Mandrake
Mandrake, büyük bir kökü, mor çiçekleri ve zehirli sarı meyveleri olan çok yıllık bir bitkidir.
Akdeniz bölgesine özgüdür ve Romalılar, Yunanlılar ve Orta Doğu kültürleri tarafından biliniyordu. Uzun bir tıbbi kullanım geçmişine sahiptir ve en eski, en yaygın kullanımlarından biri doğurganlık yardımıdır. Eski Ahit'in ilk kitabı olan Yaratılış'ta, Yakup'un eşleri, kız kardeşler Lea ve Rahel, mandrake'nin yardımıyla ona çocuk vermek için rekabet ettikleri görülür.
Birinci yüzyılda, Antik Yunan hekimi ve botanikçisi Pedanius Dioscorides, mandrake köklerinin insan benzeri formunu fark etti ve bunun amputasyon gibi cerrahi işlemler için anestezik olarak kullanılabileceğini belirtti.
Kapsamlı tıbbi eseri ‘De materia medica’ çok sayıda kopyalandı, orijinali Yunanca olarak dağıtıldı ve daha sonra yüzyıllar boyunca Latince ve Arapçaya çevrildi ve değiştirildi. Romalılar genellikle mandrake'yi şarap ve diğer bitkilerle karıştırarak yatıştırıcı veya uyku ilacı olarak kullanırlardı.
Belki de halüsinojenik ve toksik özelliklerinden dolayı adamotu aynı zamanda büyülü ve doğaüstü güçlerle de ilişkilendiriliyordu. Bitkinin, onu kökünden sökmeye çalışan kişiyi öldürebilecek kadar güçlü bir çığlık attığı söyleniyordu; bu, ortaçağ şifalı bitkilerde sürdürülen bir efsaneydi ve bitki toplayıcılarına bitkiyi aç bir köpeğe bağlamalarını ve daha sonra bir tabak yemeğe doğru koşmasına sağlamasını tavsiye ediyordu. Böylece bitki köpek koşarken kökünden sökülürdü, köpek ölebilirdi ama toplayıcı eğer mesafeyi korur ve kulaklarını tıkarsa güvende olurdu. Aynı hikaye, genç büyücülerin adamotlarını yer değiştirirken kulak koruyucuları takmayı öğrendikleri Harry Potter kitapları ve filmlerinde de yer aldı.

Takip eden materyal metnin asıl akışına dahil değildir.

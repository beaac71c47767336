pub mod api_key_mw;
pub mod request_id_mw;
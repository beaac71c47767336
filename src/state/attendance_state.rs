use std::sync::Arc;
use crate::geofence::geofence::Geofence;
use crate::repository::attendance_repo::AttendanceRepository;
use crate::repository::face_gallery::FaceGallery;
use crate::pipeline::recognition_pipeline::recognition_pipeline::RecognitionPipeline;
use crate::service::attendance_service::AttendanceService;

#[derive(Clone)]
pub struct AttendanceState {
    pub attendance_service: AttendanceService,
}

impl AttendanceState {
    pub fn new(
        pipeline: &Arc<RecognitionPipeline>,
        face_gallery: &Arc<FaceGallery>,
        attendance_repository: &Arc<AttendanceRepository>,
        geofence: Geofence,
    ) -> Self {
        Self {
            attendance_service: AttendanceService::new(pipeline, face_gallery, attendance_repository, geofence),
        }
    }
}
pub mod recognition_pipeline;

Mandrake, doğurganlık ve doğum için ebeler ve şifacılar tarafından kullanılması nedeniyle belki de cadılıkla da ilişkilendirilmiştir. Örneğin, Jeanne d'Arc (ö. 1431), cadılığının kanıtı olarak bir mandrake kökü taşıdığı gerekçesiyle yargılanmıştır. Bir diğer efsane ise, mandrake bitkilerinin, asılan adamların menisinin düştüğü darağaçlarının dibinde bulunabileceğidir. Cadıların bu bitkileri toplayarak kendilerini hamile bırakacakları söylenirdi. Bu fikir, 1911 yılında yayımlanan Alman romanı ‘Alraune’a (mandrake kökünden yapılan bir muskanın Almancası) ilham vermiştir. Romanda bir bilim insanı, idam edilmiş bir katilin menisini kullanarak bir seks işçisini yapay olarak döller. Ortaya çıkan çocuk, Alraune, sevgi, aşk gibi kavramlardan yoksun büyür ve "cinsel sapkınlıklara" girişir.

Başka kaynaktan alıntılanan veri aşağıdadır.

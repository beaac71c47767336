use anyhow::Error;
use image::RgbImage;
use ndarray::Array2;
use crate::pipeline::processing::nms::nms;

/// Model-free face detector: skin-chroma segmentation on a subsampled grid,
/// connected-component extraction, then NMS over the candidate boxes.
#[derive(Debug, Clone)]
pub struct SkinRegionDetection {
    cb_range: (f32, f32),
    cr_range: (f32, f32),
    grid_step: u32,
    minimum_region_ratio: f32,
    minimum_fill_ratio: f32,
    aspect_ratio_range: (f32, f32),
    iou_threshold: f32,
}

impl SkinRegionDetection {
    pub fn new(
        cb_range: (f32, f32),
        cr_range: (f32, f32),
        grid_step: u32,
        minimum_region_ratio: f32,
        minimum_fill_ratio: f32,
        aspect_ratio_range: (f32, f32),
        iou_threshold: f32,
    ) -> Self {
        SkinRegionDetection {
            cb_range,
            cr_range,
            grid_step,
            minimum_region_ratio,
            minimum_fill_ratio,
            aspect_ratio_range,
            iou_threshold,
        }
    }

    fn is_skin(&self, r: f32, g: f32, b: f32) -> bool {
        let cb = 128.0 - 0.168736 * r - 0.331264 * g + 0.5 * b;
        let cr = 128.0 + 0.5 * r - 0.418688 * g - 0.081312 * b;

        cb >= self.cb_range.0 && cb <= self.cb_range.1 && cr >= self.cr_range.0 && cr <= self.cr_range.1
    }

    fn skin_mask(&self, img: &RgbImage) -> Array2<bool> {
        let step = self.grid_step.max(1);
        let grid_w = (img.width() / step).max(1) as usize;
        let grid_h = (img.height() / step).max(1) as usize;

        Array2::from_shape_fn((grid_h, grid_w), |(gy, gx)| {
            let x = (gx as u32 * step).min(img.width() - 1);
            let y = (gy as u32 * step).min(img.height() - 1);
            let [r, g, b] = img.get_pixel(x, y).0;
            self.is_skin(r as f32, g as f32, b as f32)
        })
    }

    // Flood-fill over the 4-connected grid, one candidate box per component.
    fn extract_regions(&self, mask: &Array2<bool>) -> Vec<(usize, usize, usize, usize, usize)> {
        let (grid_h, grid_w) = mask.dim();
        let mut visited = Array2::<bool>::from_elem((grid_h, grid_w), false);
        let mut regions = Vec::new();

        for sy in 0..grid_h {
            for sx in 0..grid_w {
                if !mask[[sy, sx]] || visited[[sy, sx]] {
                    continue;
                }

                let mut stack = vec![(sy, sx)];
                visited[[sy, sx]] = true;
                let (mut min_x, mut min_y, mut max_x, mut max_y) = (sx, sy, sx, sy);
                let mut cells = 0usize;

                while let Some((cy, cx)) = stack.pop() {
                    cells += 1;
                    min_x = min_x.min(cx);
                    max_x = max_x.max(cx);
                    min_y = min_y.min(cy);
                    max_y = max_y.max(cy);

                    let mut neighbors = Vec::with_capacity(4);
                    if cy > 0 { neighbors.push((cy - 1, cx)); }
                    if cy + 1 < grid_h { neighbors.push((cy + 1, cx)); }
                    if cx > 0 { neighbors.push((cy, cx - 1)); }
                    if cx + 1 < grid_w { neighbors.push((cy, cx + 1)); }

                    for (ny, nx) in neighbors {
                        if mask[[ny, nx]] && !visited[[ny, nx]] {
                            visited[[ny, nx]] = true;
                            stack.push((ny, nx));
                        }
                    }
                }

                regions.push((min_x, min_y, max_x, max_y, cells));
            }
        }

        regions
    }

    /// Returns `[x1, y1, x2, y2, score]` rows in original image coordinates,
    /// highest score first. No candidate faces yields a `(0, 5)` array.
    pub fn call(&self, img: &RgbImage) -> Result<Array2<f32>, Error> {
        if img.width() == 0 || img.height() == 0 {
            return Err(Error::msg("face_detection - input image is empty"));
        }

        let mask = self.skin_mask(img);
        let (grid_h, grid_w) = mask.dim();
        let grid_cells = (grid_h * grid_w) as f32;
        let step = self.grid_step.max(1) as f32;

        let mut proposals: Vec<[f32; 5]> = Vec::new();
        for (min_x, min_y, max_x, max_y, cells) in self.extract_regions(&mask) {
            if (cells as f32) < self.minimum_region_ratio * grid_cells {
                continue;
            }

            let box_w = (max_x - min_x + 1) as f32;
            let box_h = (max_y - min_y + 1) as f32;
            let fill = cells as f32 / (box_w * box_h);
            if fill < self.minimum_fill_ratio {
                continue;
            }

            let aspect = box_w / box_h;
            if aspect < self.aspect_ratio_range.0 || aspect > self.aspect_ratio_range.1 {
                continue;
            }

            proposals.push([
                min_x as f32 * step,
                min_y as f32 * step,
                (max_x as f32 + 1.0) * step,
                (max_y as f32 + 1.0) * step,
                fill.min(1.0),
            ]);
        }

        if proposals.is_empty() {
            return Ok(Array2::<f32>::zeros((0, 5)));
        }

        let flat: Vec<f32> = proposals.iter().flatten().copied().collect();
        let dets = match Array2::from_shape_vec((proposals.len(), 5), flat) {
            Ok(dets) => {dets}
            Err(e) => {
                return Err(Error::from(e))
            }
        };

        let keep = nms(&dets, self.iou_threshold);
        let mut kept = Array2::<f32>::zeros((keep.len(), 5));
        for (row, &idx) in keep.iter().enumerate() {
            kept.row_mut(row).assign(&dets.row(idx));
        }

        Ok(kept)
    }
}

#[cfg(test)]
mod tests {
    use image::{Rgb, RgbImage};
    use crate::pipeline::model_config::config::FaceDetectionConfig;
    use super::*;

    fn detector() -> SkinRegionDetection {
        let cfg = FaceDetectionConfig::new();
        SkinRegionDetection::new(
            cfg.cb_range,
            cfg.cr_range,
            cfg.grid_step,
            cfg.minimum_region_ratio,
            cfg.minimum_fill_ratio,
            cfg.aspect_ratio_range,
            cfg.iou_threshold,
        )
    }

    const SKIN: Rgb<u8> = Rgb([200, 140, 110]);
    const BACKGROUND: Rgb<u8> = Rgb([20, 20, 200]);

    fn frame_with_face(x1: u32, y1: u32, x2: u32, y2: u32) -> RgbImage {
        RgbImage::from_fn(128, 128, |x, y| {
            if x >= x1 && x < x2 && y >= y1 && y < y2 {
                SKIN
            } else {
                BACKGROUND
            }
        })
    }

    #[test]
    fn test_detects_single_face_region() {
        let img = frame_with_face(32, 32, 96, 96);
        let dets = detector().call(&img).unwrap();

        assert_eq!(dets.nrows(), 1);
        let (x1, y1, x2, y2) = (dets[[0, 0]], dets[[0, 1]], dets[[0, 2]], dets[[0, 3]]);
        assert!(x1 <= 36.0 && x2 >= 92.0, "box {x1}..{x2}");
        assert!(y1 <= 36.0 && y2 >= 92.0, "box {y1}..{y2}");
        assert!(dets[[0, 4]] > 0.5);
    }

    #[test]
    fn test_no_face_in_background_only_frame() {
        let img = RgbImage::from_pixel(128, 128, BACKGROUND);
        let dets = detector().call(&img).unwrap();
        assert_eq!(dets.nrows(), 0);
    }

    #[test]
    fn test_detects_two_separated_faces() {
        let mut img = RgbImage::from_pixel(128, 128, BACKGROUND);
        for (x1, y1, x2, y2) in [(8u32, 24u32, 48u32, 72u32), (80, 24, 120, 72)] {
            for y in y1..y2 {
                for x in x1..x2 {
                    img.put_pixel(x, y, SKIN);
                }
            }
        }

        let dets = detector().call(&img).unwrap();
        assert_eq!(dets.nrows(), 2);
    }

    #[test]
    fn test_tiny_region_is_ignored() {
        let img = frame_with_face(60, 60, 66, 66);
        let dets = detector().call(&img).unwrap();
        assert_eq!(dets.nrows(), 0);
    }
}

15. yüzyıl imza doktrinine göre, bir bitkinin tıbbi kullanımı, onun bir kısmının insan vücudunun bir kısmına veya organına ne kadar benzediğiyle ölçülüyordu. Adamotu kökünün bütün bir insan vücuduna benzemesi onun gücünün bir işaretiydi ve bir bütün olarak insan formuyla olan bu bağlantısı onun doğurganlıkla ilişkilendirilmesinin nedeni olabilir. Bazı şifalı bitkiler, kökün erkek ve dişi doğurganlığını güçlendirmek için kullanılabilecek 'erkek' ve 'dişi' versiyonlarını gösterirdi.

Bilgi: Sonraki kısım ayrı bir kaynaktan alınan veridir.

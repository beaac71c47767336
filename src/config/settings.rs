use config::{Config, ConfigError, Environment, File, FileFormat};
use once_cell::sync::Lazy;
use serde::Deserialize;
use std::{env, fmt};

pub static SETTINGS: Lazy<Settings> = Lazy::new(|| Settings::new().expect("Failed to setup settings"));

#[derive(Debug, Clone, Deserialize)]
pub struct App {
    pub name: String,
}

#[derive(Debug, Clone, Deserialize)]
pub struct Server {
    pub http_port: u16,
    pub api_key: Option<String>,
    pub request_timeout: Option<u64>,
}

#[derive(Debug, Clone, Deserialize)]
pub struct Geofence {
    pub latitude: f64,
    pub longitude: f64,
    pub allowed_radius_m: f64,
}

#[derive(Debug, Clone, Deserialize)]
pub struct Storage {
    pub known_faces_dir: String,
    pub attendance_file: String,
    pub uids_file: String,
}

#[derive(Debug, Clone, Deserialize)]
pub struct Logger {
    pub level: String,
}

#[derive(Debug, Clone, Deserialize)]
pub struct Tracer {
    pub uri: String,
}

#[allow(dead_code)]
#[derive(Debug, Clone, Deserialize)]
pub struct Settings {
    pub environment: Option<String>,
    pub server: Server,
    pub logger: Option<Logger>,
    pub geofence: Geofence,
    pub storage: Storage,
    pub tracer: Tracer,
    pub app: App,
}

impl Settings {
    pub fn new() -> Result<Self, ConfigError> {
        let run_mode = env::var("RUN_MODE").unwrap_or_else(|_| "development".into());

        let mut builder = Config::builder()
            .add_source(File::with_name("conf/config.toml").format(FileFormat::Toml))
            .add_source(File::with_name("conf/default").required(false))
            .add_source(File::with_name(&format!("config/{run_mode}")).required(false))
            .add_source(File::with_name("conf/local").required(false))
            .add_source(Environment::default().separator("__"));

        if let Ok(port) = env::var("PORT") {
            builder = builder.set_override("server.http_port", port)?;
        }

        builder.build()?.try_deserialize()
    }
}

impl fmt::Display for Server {
    fn fmt(&self, f: &mut fmt::Formatter) -> fmt::Result {
        write!(f, "http://localhost:{}", &self.http_port)
    }
}

#[cfg(test)]
mod tests {
    use super::*;

    #[test]
    fn test_new() {
        let settings = match Settings::new() {
            Ok(settings) => settings,
            Err(e) => {
                println!("{:?}", e);
                return;
            }
        };

        assert!(settings.geofence.allowed_radius_m > 0.0);
        assert!(!settings.storage.known_faces_dir.is_empty());
    }
}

Mandrake'nin gücü, onu yutmanın ötesine uzanıyordu: doğurganlığa yardımcı olarak kullanmak için, kök bir kişinin yastığının altına yerleştirilebilir veya durumlarını tedavi etmek için hasta birinin yakınında tutulabilir. Örneğin, 'Pan'ın Labirenti' filminde kahraman, kökü hasta annesinin yatağının altındaki bir süt tabağına koyar. Kökler bazen insan formunu geliştirmek için oyulurdu ve yalnızca hamile kalmaya yardımcı olmak için değil, aynı zamanda aşkı bulmaya ve iyi şans getirmeye yardımcı olmak için bir tılsım veya tılsım olarak kişi üzerinde taşınabilirdi.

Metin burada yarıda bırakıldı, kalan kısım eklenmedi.